French researchers have succeeded in amplifying a pain-killing molecule produced by the body, to the point where it proved to be more effective than morphine. And the first trials in animals are promising.
Until now, the design of targeted painkillers has remained a challenge for the pharmaceutical industry.
Some painkillers offer only limited, local control of pain, while more powerful drugs, such as opioids, act on multiple areas of the brain and can lead to addiction.
Some molecules produced naturally by the body have a pain-relieving effect, but their limited duration and action prevent them from being of any effectiveness in the face of certain acute or chronic pains.
A team of French researchers, however, managed to modify one of these molecules (New Window) , named enkephalin, to the point where its effectiveness and its action time exceeded those of morphine in tests conducted on rats.
This method, which would not result in the side effects of opioids, could help treat pain more safely.
The body and the pain
Pain is a complex sensation that can be broken down into two elements: the signal coming from the damaged area and its interpretation by the brain.
Throughout our body are specialized nerves, called nociceptors, that warn us of the presence of a wound and become more sensitive in damaged areas.
In bodily injury, these nerves emit signals that go back to the brain, where they will be interpreted and produce an unpleasant sensation. This reaction causes us to quickly move away from a situation that can lead to injury.
The body has mechanisms to stop the transmission of pain and prevent it from reaching the brain. It produces painkiller molecules, but these have a very short life span and are rapidly degraded by our body.
That is why, in the case of certain injuries or chronic pain, they are not able to cut the signal, and the pain becomes perpetual.

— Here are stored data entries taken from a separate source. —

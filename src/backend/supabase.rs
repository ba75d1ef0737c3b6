// SPDX-License-Identifier: MIT
// Copyright 2026 TeenConnect contributors

//! Hosted backend client.
//!
//! Handles:
//! - Table reads/writes through the REST layer (`/rest/v1/{table}`)
//! - Password sign-in, sign-up, session lookup and sign-out (`/auth/v1`)
//! - Mapping of backend error bodies to [`AppError`]

use async_trait::async_trait;
use serde::Deserialize;
use serde_json::Value;

use super::{Backend, Order, Query};
use crate::config::Config;
use crate::error::{AppError, Result};
use crate::models::{Session, User};

/// Hosted backend client.
#[derive(Clone)]
pub struct SupabaseBackend {
    http: reqwest::Client,
    base_url: String,
    anon_key: String,
}

/// Error body returned by either the REST or the auth layer.
#[derive(Debug, Default, Deserialize)]
struct ErrorBody {
    #[serde(default)]
    code: Option<Value>,
    #[serde(default)]
    message: Option<String>,
    #[serde(default)]
    msg: Option<String>,
    #[serde(default)]
    error_description: Option<String>,
    #[serde(default)]
    error: Option<String>,
}

impl ErrorBody {
    fn code(&self) -> Option<String> {
        match &self.code {
            Some(Value::String(code)) => Some(code.clone()),
            Some(Value::Number(code)) => Some(code.to_string()),
            _ => None,
        }
    }

    fn message(self, fallback: String) -> String {
        self.msg
            .or(self.message)
            .or(self.error_description)
            .or(self.error)
            .unwrap_or(fallback)
    }
}

#[derive(Debug, Default, Deserialize)]
struct AuthUserMetadata {
    #[serde(default)]
    display_name: String,
}

#[derive(Debug, Deserialize)]
struct AuthUser {
    id: String,
    #[serde(default)]
    email: Option<String>,
    #[serde(default)]
    user_metadata: AuthUserMetadata,
}

impl From<AuthUser> for User {
    fn from(user: AuthUser) -> Self {
        User {
            id: user.id,
            email: user.email.unwrap_or_default(),
            display_name: user.user_metadata.display_name,
        }
    }
}

/// Token/sign-up response. Sign-up without auto-confirm omits the tokens.
#[derive(Debug, Deserialize)]
struct AuthResponse {
    #[serde(default)]
    access_token: Option<String>,
    #[serde(default)]
    refresh_token: Option<String>,
    #[serde(default)]
    expires_at: Option<i64>,
    #[serde(default)]
    user: Option<AuthUser>,
}

impl AuthResponse {
    fn into_session(self) -> Result<Session> {
        match (self.access_token, self.user) {
            (Some(access_token), Some(user)) => Ok(Session {
                access_token,
                refresh_token: self.refresh_token,
                expires_at: self.expires_at,
                user: user.into(),
            }),
            _ => Err(AppError::Auth(
                "Check your email to confirm your account, then log in.".to_string(),
            )),
        }
    }
}

/// Render a filter value the way the REST layer expects after `eq.`.
fn filter_value(value: &Value) -> String {
    match value {
        Value::String(s) => s.clone(),
        other => other.to_string(),
    }
}

/// Build the REST query string for a read or delete.
pub fn build_query_string(query: &Query, select: bool) -> String {
    let mut params: Vec<String> = Vec::new();
    if select {
        params.push("select=*".to_string());
    }
    for (column, value) in &query.filters {
        params.push(format!(
            "{}=eq.{}",
            urlencoding::encode(column),
            urlencoding::encode(&filter_value(value))
        ));
    }
    if !query.order.is_empty() {
        let order: Vec<String> = query
            .order
            .iter()
            .map(|(column, order)| {
                let dir = match order {
                    Order::Asc => "asc",
                    Order::Desc => "desc",
                };
                format!("{}.{}", urlencoding::encode(column), dir)
            })
            .collect();
        params.push(format!("order={}", order.join(",")));
    }
    if let Some(limit) = query.limit {
        params.push(format!("limit={}", limit));
    }
    params.join("&")
}

impl SupabaseBackend {
    /// Create a client for the configured project.
    pub fn new(config: &Config) -> Result<Self> {
        let http = reqwest::Client::builder()
            .timeout(config.backend_timeout)
            .build()
            .map_err(|e| AppError::Internal(e.into()))?;

        Ok(Self {
            http,
            base_url: config.supabase_url.clone(),
            anon_key: config.supabase_anon_key.clone(),
        })
    }

    fn rest_url(&self, table: &str) -> String {
        format!("{}/rest/v1/{}", self.base_url, table)
    }

    fn auth_url(&self, path: &str) -> String {
        format!("{}/auth/v1/{}", self.base_url, path)
    }

    fn request(
        &self,
        method: reqwest::Method,
        url: &str,
        access_token: Option<&str>,
    ) -> reqwest::RequestBuilder {
        self.http
            .request(method, url)
            .header("apikey", &self.anon_key)
            .bearer_auth(access_token.unwrap_or(&self.anon_key))
    }

    /// Check a REST response; uniqueness violations become [`AppError::Conflict`].
    async fn check_rest(&self, response: reqwest::Response) -> Result<reqwest::Response> {
        let status = response.status();
        if status.is_success() {
            return Ok(response);
        }

        let body: ErrorBody = response.json().await.unwrap_or_default();
        if status.as_u16() == 401 {
            tracing::warn!(status = %status, "Backend rejected access token");
            return Err(AppError::Unauthorized);
        }
        let code = body.code();
        let message = body.message(format!("HTTP {}", status));
        tracing::warn!(status = %status, code = ?code, error = %message, "Backend request failed");
        Err(AppError::from_backend(code.as_deref(), message))
    }

    /// Check an auth response; failures carry the backend's message verbatim.
    async fn check_auth(&self, response: reqwest::Response) -> Result<reqwest::Response> {
        let status = response.status();
        if status.is_success() {
            return Ok(response);
        }

        let body: ErrorBody = response.json().await.unwrap_or_default();
        let message = body.message(format!("Authentication failed (HTTP {})", status));
        tracing::warn!(status = %status, error = %message, "Backend auth request failed");
        Err(AppError::Auth(message))
    }

    /// Representation-returning writes answer with a one-row array.
    async fn single_row(&self, response: reqwest::Response, table: &str) -> Result<Value> {
        let rows: Vec<Value> = response
            .json()
            .await
            .map_err(|e| AppError::Backend(format!("Invalid {} response: {}", table, e)))?;
        rows.into_iter()
            .next()
            .ok_or_else(|| AppError::NotFound(format!("{} row", table)))
    }
}

#[async_trait]
impl Backend for SupabaseBackend {
    async fn select(
        &self,
        table: &str,
        query: &Query,
        access_token: Option<&str>,
    ) -> Result<Vec<Value>> {
        let url = format!("{}?{}", self.rest_url(table), build_query_string(query, true));
        let response = self
            .request(reqwest::Method::GET, &url, access_token)
            .send()
            .await
            .map_err(|e| AppError::Backend(e.to_string()))?;

        self.check_rest(response)
            .await?
            .json()
            .await
            .map_err(|e| AppError::Backend(format!("Invalid {} response: {}", table, e)))
    }

    async fn insert(&self, table: &str, record: Value, access_token: &str) -> Result<Value> {
        let response = self
            .request(reqwest::Method::POST, &self.rest_url(table), Some(access_token))
            .header("Prefer", "return=representation")
            .json(&record)
            .send()
            .await
            .map_err(|e| AppError::Backend(e.to_string()))?;

        let response = self.check_rest(response).await?;
        self.single_row(response, table).await
    }

    async fn update(
        &self,
        table: &str,
        id: &str,
        patch: Value,
        access_token: &str,
    ) -> Result<Value> {
        let url = format!("{}?id=eq.{}", self.rest_url(table), urlencoding::encode(id));
        let response = self
            .request(reqwest::Method::PATCH, &url, Some(access_token))
            .header("Prefer", "return=representation")
            .json(&patch)
            .send()
            .await
            .map_err(|e| AppError::Backend(e.to_string()))?;

        let response = self.check_rest(response).await?;
        self.single_row(response, table).await
    }

    async fn delete(&self, table: &str, query: &Query, access_token: &str) -> Result<()> {
        if query.filters.is_empty() {
            return Err(AppError::BadRequest(format!(
                "Refusing unfiltered delete on {}",
                table
            )));
        }

        let url = format!("{}?{}", self.rest_url(table), build_query_string(query, false));
        let response = self
            .request(reqwest::Method::DELETE, &url, Some(access_token))
            .send()
            .await
            .map_err(|e| AppError::Backend(e.to_string()))?;

        self.check_rest(response).await?;
        Ok(())
    }

    async fn get_session(&self, access_token: &str) -> Result<Option<Session>> {
        let response = self
            .request(reqwest::Method::GET, &self.auth_url("user"), Some(access_token))
            .send()
            .await
            .map_err(|e| AppError::Backend(e.to_string()))?;

        if matches!(response.status().as_u16(), 401 | 403) {
            return Ok(None);
        }

        let user: AuthUser = self
            .check_auth(response)
            .await?
            .json()
            .await
            .map_err(|e| AppError::Backend(format!("Invalid user response: {}", e)))?;

        Ok(Some(Session {
            access_token: access_token.to_string(),
            refresh_token: None,
            expires_at: None,
            user: user.into(),
        }))
    }

    async fn sign_in(&self, email: &str, password: &str) -> Result<Session> {
        let response = self
            .request(
                reqwest::Method::POST,
                &self.auth_url("token?grant_type=password"),
                None,
            )
            .json(&serde_json::json!({ "email": email, "password": password }))
            .send()
            .await
            .map_err(|e| AppError::Backend(e.to_string()))?;

        let auth: AuthResponse = self
            .check_auth(response)
            .await?
            .json()
            .await
            .map_err(|e| AppError::Backend(format!("Invalid token response: {}", e)))?;

        auth.into_session()
    }

    /// The project's `on_auth_user_created` trigger inserts the profile row
    /// from `user_metadata.display_name` in the same transaction, so a taken
    /// name rejects the whole sign-up.
    async fn sign_up(&self, email: &str, password: &str, display_name: &str) -> Result<Session> {
        let response = self
            .request(reqwest::Method::POST, &self.auth_url("signup"), None)
            .json(&serde_json::json!({
                "email": email,
                "password": password,
                "data": { "display_name": display_name },
            }))
            .send()
            .await
            .map_err(|e| AppError::Backend(e.to_string()))?;

        let auth: AuthResponse = self
            .check_auth(response)
            .await?
            .json()
            .await
            .map_err(|e| AppError::Backend(format!("Invalid sign-up response: {}", e)))?;

        auth.into_session()
    }

    async fn sign_out(&self, access_token: &str) -> Result<()> {
        let response = self
            .request(reqwest::Method::POST, &self.auth_url("logout"), Some(access_token))
            .send()
            .await
            .map_err(|e| AppError::Backend(e.to_string()))?;

        // An already-expired token is as signed out as it gets.
        if matches!(response.status().as_u16(), 401 | 403) {
            return Ok(());
        }
        self.check_auth(response).await?;
        Ok(())
    }
}
// SPDX-License-Identifier: MIT
// Copyright 2026 TeenConnect contributors

//! TeenConnect API Server
//!
//! Serves the clubs and challenges screens over a hosted
//! backend-as-a-service, or over the in-process backend for local work.

use std::sync::Arc;
use teenconnect::{
    backend::{Backend, MemoryBackend, SupabaseBackend},
    config::{BackendKind, Config},
    AppState,
};
use tracing_subscriber::{layer::SubscriberExt, util::SubscriberInitExt};

#[tokio::main]
async fn main() -> Result<(), Box<dyn std::error::Error>> {
    // Initialize structured JSON logging
    init_logging();

    // Load configuration from environment
    let config = Config::from_env()?;
    tracing::info!(port = config.port, backend = ?config.backend, "Starting TeenConnect API");

    let backend: Arc<dyn Backend> = match config.backend {
        BackendKind::Supabase => {
            tracing::info!(url = %config.supabase_url, "Using hosted backend");
            Arc::new(SupabaseBackend::new(&config)?)
        }
        BackendKind::Memory => {
            tracing::info!(path = %config.seed_path, "Using in-memory backend");
            Arc::new(MemoryBackend::with_seed_file(
                &config.jwt_secret,
                &config.seed_path,
            )?)
        }
    };

    // Build shared state
    let state = Arc::new(AppState::new(config.clone(), backend));

    // Build router
    let app = teenconnect::routes::create_router(state);

    // Start server
    let addr = format!("0.0.0.0:{}", config.port);
    let listener = tokio::net::TcpListener::bind(&addr).await?;
    tracing::info!(address = %addr, "Server listening");

    axum::serve(listener, app).await?;
    Ok(())
}

/// Initialize structured JSON logging.
fn init_logging() {
    let format = tracing_subscriber::fmt::layer()
        .json()
        .with_target(false)
        .with_current_span(true)
        .flatten_event(true);

    tracing_subscriber::registry()
        .with(
            tracing_subscriber::EnvFilter::try_from_default_env()
                .unwrap_or_else(|_| tracing_subscriber::EnvFilter::new("teenconnect=debug,info")),
        )
        .with(format)
        .init();
}
// SPDX-License-Identifier: MIT
// Copyright 2026 TeenConnect contributors

//! Presentation hints for challenge cards.
//!
//! Both lookups keep a default entry for values the client does not know,
//! so a new difficulty or category added server-side still renders.

use crate::models::{ChallengeCategory, Difficulty};

/// Neutral grey used for unrecognized difficulties.
pub const DEFAULT_DIFFICULTY_COLOR: &str = "#6b7280";

/// Generic icon used for unrecognized categories.
pub const DEFAULT_CATEGORY_ICON: &str = "star";

const DIFFICULTY_COLORS: &[(Difficulty, &str)] = &[
    (Difficulty::Easy, "#10b981"),
    (Difficulty::Medium, "#f59e0b"),
    (Difficulty::Hard, "#ef4444"),
];

const CATEGORY_ICONS: &[(ChallengeCategory, &str)] = &[
    (ChallengeCategory::Fitness, "barbell"),
    (ChallengeCategory::Creative, "color-palette"),
    (ChallengeCategory::Social, "people"),
    (ChallengeCategory::Learning, "book"),
    (ChallengeCategory::Other, "ellipsis-horizontal"),
];

pub fn difficulty_color(difficulty: Difficulty) -> &'static str {
    DIFFICULTY_COLORS
        .iter()
        .find(|(d, _)| *d == difficulty)
        .map(|(_, color)| *color)
        .unwrap_or(DEFAULT_DIFFICULTY_COLOR)
}

pub fn category_icon(category: ChallengeCategory) -> &'static str {
    CATEGORY_ICONS
        .iter()
        .find(|(c, _)| *c == category)
        .map(|(_, icon)| *icon)
        .unwrap_or(DEFAULT_CATEGORY_ICON)
}
// SPDX-License-Identifier: MIT
// Copyright 2026 TeenConnect contributors

//! Challenges screen routes.

use axum::{
    extract::{Path, State},
    routing::{get, post},
    Extension, Json, Router,
};
use serde::Deserialize;
use std::sync::Arc;

use crate::error::Result;
use crate::screens::challenges::{ChallengesView, LeaderboardRow};
use crate::session::SessionContext;
use crate::AppState;

pub fn routes() -> Router<Arc<AppState>> {
    Router::new()
        .route("/challenges", get(get_challenges))
        .route("/challenges/leaderboard", get(get_leaderboard))
        .route("/challenges/{id}/accept", post(accept_challenge))
        .route("/challenges/{id}/proof", post(submit_proof))
}

/// Mount the screen: reload challenges, attempts and leaderboard.
async fn get_challenges(
    State(state): State<Arc<AppState>>,
    Extension(ctx): Extension<SessionContext>,
) -> Result<Json<ChallengesView>> {
    let screen = state.screens.challenges(&state.backend, &ctx);
    screen.load().await?;
    Ok(Json(screen.view().await))
}

async fn get_leaderboard(
    State(state): State<Arc<AppState>>,
    Extension(ctx): Extension<SessionContext>,
) -> Result<Json<Vec<LeaderboardRow>>> {
    let screen = state.screens.challenges(&state.backend, &ctx);
    screen.ensure_loaded().await?;
    screen.refresh_leaderboard().await?;
    Ok(Json(screen.view().await.leaderboard))
}

async fn accept_challenge(
    State(state): State<Arc<AppState>>,
    Extension(ctx): Extension<SessionContext>,
    Path(challenge_id): Path<String>,
) -> Result<Json<ChallengesView>> {
    let screen = state.screens.challenges(&state.backend, &ctx);
    screen.ensure_loaded().await?;
    screen.accept(&challenge_id).await?;
    Ok(Json(screen.view().await))
}

#[derive(Debug, Default, Deserialize)]
pub struct ProofRequest {
    /// Image link or other evidence; blank means "confirmed"
    #[serde(default)]
    proof_url: Option<String>,
}

async fn submit_proof(
    State(state): State<Arc<AppState>>,
    Extension(ctx): Extension<SessionContext>,
    Path(challenge_id): Path<String>,
    body: Option<Json<ProofRequest>>,
) -> Result<Json<ChallengesView>> {
    let Json(request) = body.unwrap_or_default();

    let screen = state.screens.challenges(&state.backend, &ctx);
    screen.ensure_loaded().await?;
    screen
        .submit_proof(&challenge_id, request.proof_url.as_deref())
        .await?;
    Ok(Json(screen.view().await))
}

The researchers were interested in enkephalin, one of the peptides released by certain neurons during painful sensations. Until now, this molecule had no pharmacological interest because it was rapidly degrading, and any attempt to modify it eliminated its pain-killing effects.
However, researchers have managed to stabilize it by combining it with squalene, a lipid important in cholesterol production. The molecule thus produced was much more stable, to the point where it could be used in a pharmacological treatment.

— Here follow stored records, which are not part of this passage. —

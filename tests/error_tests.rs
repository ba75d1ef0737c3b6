// SPDX-License-Identifier: MIT
// Copyright 2026 TeenConnect contributors

use axum::{http::StatusCode, response::IntoResponse};
use teenconnect::error::AppError;

#[test]
fn test_unique_violation_maps_to_conflict() {
    let err = AppError::from_backend(Some(AppError::UNIQUE_VIOLATION), "duplicate key");
    assert!(err.is_conflict());
    assert_eq!(err.to_string(), "duplicate key");
}

#[test]
fn test_other_backend_codes_are_not_conflicts() {
    let err = AppError::from_backend(Some("42501"), "permission denied");
    assert!(!err.is_conflict());
    assert!(matches!(err, AppError::Backend(_)));

    let err = AppError::from_backend(None, "boom");
    assert!(!err.is_conflict());
}

#[test]
fn test_status_codes() {
    let cases = [
        (AppError::Unauthorized, StatusCode::UNAUTHORIZED),
        (AppError::InvalidToken, StatusCode::UNAUTHORIZED),
        (AppError::NotFound("x".into()), StatusCode::NOT_FOUND),
        (AppError::BadRequest("x".into()), StatusCode::BAD_REQUEST),
        (AppError::Validation("x".into()), StatusCode::BAD_REQUEST),
        (AppError::Conflict("x".into()), StatusCode::CONFLICT),
        (AppError::Auth("x".into()), StatusCode::UNAUTHORIZED),
        (AppError::Backend("x".into()), StatusCode::BAD_GATEWAY),
        (
            AppError::Internal(anyhow::anyhow!("x")),
            StatusCode::INTERNAL_SERVER_ERROR,
        ),
    ];

    for (err, status) in cases {
        let label = format!("{err:?}");
        assert_eq!(err.into_response().status(), status, "{label}");
    }
}

#[tokio::test]
async fn test_error_body_shape() {
    let response = AppError::Conflict(AppError::DISPLAY_NAME_TAKEN.to_string()).into_response();
    let bytes = axum::body::to_bytes(response.into_body(), usize::MAX)
        .await
        .unwrap();
    let body: serde_json::Value = serde_json::from_slice(&bytes).unwrap();

    assert_eq!(body["error"], "conflict");
    assert_eq!(body["details"], AppError::DISPLAY_NAME_TAKEN);
}

#[tokio::test]
async fn test_internal_error_hides_details() {
    let response = AppError::Internal(anyhow::anyhow!("secret path")).into_response();
    let bytes = axum::body::to_bytes(response.into_body(), usize::MAX)
        .await
        .unwrap();
    let body: serde_json::Value = serde_json::from_slice(&bytes).unwrap();

    assert_eq!(body["error"], "internal_error");
    assert!(body.get("details").is_none());
}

To evaluate its effectiveness as an anti-painter, the researchers then tested different variants of their molecule on animals, including rats with paw pains.

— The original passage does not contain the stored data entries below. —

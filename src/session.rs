// SPDX-License-Identifier: MIT
// Copyright 2026 TeenConnect contributors

//! Auth session holder and the navigation gate.
//!
//! A [`SessionHolder`] wraps the backend auth subsystem for one browser
//! session. Screens never look up identity themselves; they receive a
//! [`SessionContext`] from the gate.

use std::sync::Arc;
use tokio::sync::watch;
use validator::Validate;

use crate::backend::{fetch_rows, insert_row, tables, Backend, Query};
use crate::error::{AppError, Result};
use crate::models::{Profile, Session, User};

/// Observable auth state. `loading` stays set until the first resolution.
#[derive(Debug, Clone)]
pub struct SessionState {
    pub session: Option<Session>,
    pub loading: bool,
}

impl SessionState {
    pub fn user(&self) -> Option<&User> {
        self.session.as_ref().map(|s| &s.user)
    }
}

/// Identity handed to screens for the duration of a request.
#[derive(Debug, Clone)]
pub struct SessionContext {
    pub user: User,
    pub access_token: String,
}

impl From<&Session> for SessionContext {
    fn from(session: &Session) -> Self {
        Self {
            user: session.user.clone(),
            access_token: session.access_token.clone(),
        }
    }
}

/// Single routing decision point.
#[derive(Debug, Clone)]
pub enum Gate {
    Loading,
    SignIn,
    Render(SessionContext),
}

/// Decide what the router shows for the current auth state.
pub fn gate(state: &SessionState) -> Gate {
    if state.loading {
        return Gate::Loading;
    }
    match &state.session {
        Some(session) => Gate::Render(session.into()),
        None => Gate::SignIn,
    }
}

/// Sign-in form input.
#[derive(Debug, Clone, serde::Deserialize, Validate)]
pub struct SignInForm {
    #[validate(length(min = 1, message = "Please enter your email"))]
    pub email: String,
    #[validate(length(min = 1, message = "Please enter your password"))]
    pub password: String,
}

/// Sign-up form input.
#[derive(Debug, Clone, serde::Deserialize, Validate)]
pub struct SignUpForm {
    #[validate(email(message = "Please enter a valid email address"))]
    pub email: String,
    #[validate(length(min = 6, message = "Password must be at least 6 characters"))]
    pub password: String,
    #[validate(custom(function = "not_blank"))]
    pub display_name: String,
}

fn not_blank(value: &str) -> std::result::Result<(), validator::ValidationError> {
    if value.trim().is_empty() {
        let mut err = validator::ValidationError::new("blank");
        err.message = Some("Please enter a display name".into());
        return Err(err);
    }
    Ok(())
}

/// First human-readable message out of a validation failure.
fn validation_message(errors: validator::ValidationErrors) -> AppError {
    let message = errors
        .field_errors()
        .into_iter()
        .flat_map(|(_, errs)| errs.iter())
        .find_map(|e| e.message.as_ref().map(|m| m.to_string()))
        .unwrap_or_else(|| "Invalid input".to_string());
    AppError::Validation(message)
}

/// Wraps the backend auth subsystem; notifies subscribers on every change.
pub struct SessionHolder {
    backend: Arc<dyn Backend>,
    state: watch::Sender<SessionState>,
}

impl SessionHolder {
    pub fn new(backend: Arc<dyn Backend>) -> Self {
        let (state, _) = watch::channel(SessionState {
            session: None,
            loading: true,
        });
        Self { backend, state }
    }

    /// Snapshot of the current state.
    pub fn state(&self) -> SessionState {
        self.state.borrow().clone()
    }

    pub fn user(&self) -> Option<User> {
        self.state.borrow().user().cloned()
    }

    pub fn loading(&self) -> bool {
        self.state.borrow().loading
    }

    pub fn subscribe(&self) -> watch::Receiver<SessionState> {
        self.state.subscribe()
    }

    fn set(&self, session: Option<Session>) {
        self.state.send_replace(SessionState {
            session,
            loading: false,
        });
    }

    /// Resolve the current session from a stored access token, if any.
    pub async fn restore(&self, access_token: Option<&str>) -> Result<Option<User>> {
        let session = match access_token {
            Some(token) => match self.backend.get_session(token).await {
                Ok(session) => session,
                Err(e) => {
                    self.set(None);
                    return Err(e);
                }
            },
            None => None,
        };
        let user = session.as_ref().map(|s| s.user.clone());
        self.set(session);
        Ok(user)
    }

    pub async fn sign_in(&self, form: &SignInForm) -> Result<Session> {
        form.validate().map_err(validation_message)?;

        let session = self
            .backend
            .sign_in(form.email.trim(), &form.password)
            .await
            .inspect_err(|e| tracing::warn!(error = %e, "Sign-in failed"))?;

        // Accounts confirmed by email after sign-up reach here without a
        // profile row on backends that do not create it themselves.
        if let Err(e) = self.ensure_profile(&session).await {
            tracing::warn!(user_id = %session.user.id, error = %e, "Could not create missing profile");
        }

        tracing::info!(user_id = %session.user.id, "Signed in");
        self.set(Some(session.clone()));
        Ok(session)
    }

    /// Insert the caller's profile row unless it already exists.
    async fn ensure_profile(&self, session: &Session) -> Result<()> {
        let existing: Vec<Profile> = fetch_rows(
            &*self.backend,
            tables::PROFILES,
            &Query::new().eq("id", session.user.id.as_str()).limit(1),
            Some(session.access_token.as_str()),
        )
        .await?;
        if !existing.is_empty() {
            return Ok(());
        }

        let display_name = session.user.display_name.trim();
        if display_name.is_empty() {
            return Err(AppError::Validation("Please enter a display name".to_string()));
        }
        let profile = Profile {
            id: session.user.id.clone(),
            display_name: display_name.to_string(),
            created_at: None,
        };
        insert_row(&*self.backend, tables::PROFILES, &profile, &session.access_token).await?;
        tracing::info!(user_id = %session.user.id, "Created missing profile");
        Ok(())
    }

    /// Create the auth user and its unique profile row.
    ///
    /// The backend writes the profile together with the auth user, so a
    /// refused display name never leaves an account behind.
    pub async fn sign_up(&self, form: &SignUpForm) -> Result<Session> {
        form.validate().map_err(validation_message)?;
        let display_name = form.display_name.trim();

        let taken: Vec<Profile> = fetch_rows(
            &*self.backend,
            tables::PROFILES,
            &Query::new().eq("display_name", display_name).limit(1),
            None,
        )
        .await?;
        if !taken.is_empty() {
            return Err(AppError::Conflict(AppError::DISPLAY_NAME_TAKEN.to_string()));
        }

        let name_taken = |e: AppError| match e {
            AppError::Conflict(_) => AppError::Conflict(AppError::DISPLAY_NAME_TAKEN.to_string()),
            other => other,
        };

        let session = self
            .backend
            .sign_up(form.email.trim(), &form.password, display_name)
            .await
            .inspect_err(|e| tracing::warn!(error = %e, "Sign-up failed"))
            .map_err(name_taken)?;

        self.ensure_profile(&session).await.map_err(name_taken)?;

        tracing::info!(user_id = %session.user.id, "Signed up");
        self.set(Some(session.clone()));
        Ok(session)
    }

    pub async fn sign_out(&self) -> Result<()> {
        let token = self
            .state
            .borrow()
            .session
            .as_ref()
            .map(|s| s.access_token.clone());

        if let Some(token) = token {
            self.backend.sign_out(&token).await?;
        }
        self.set(None);
        Ok(())
    }
}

By observing their behavior and following the inflammation of their paws by medical imaging, the researchers concluded that the molecule could act up to twice as long as morphine would.
Moreover, unlike morphine, these molecules are too big to cross the blood-brain barrier, which isolates and protects the brain from what is in the blood. The effect of these molecules is therefore limited to the sore region only, which limits the risks of developing addiction.
Such a molecule, however, can not be quickly used in the clinic. The development of painkillers is a highly controlled process, and this animal study, while promising, will have to be followed by several years of development and safety testing before it ever leads to the creation of drugs.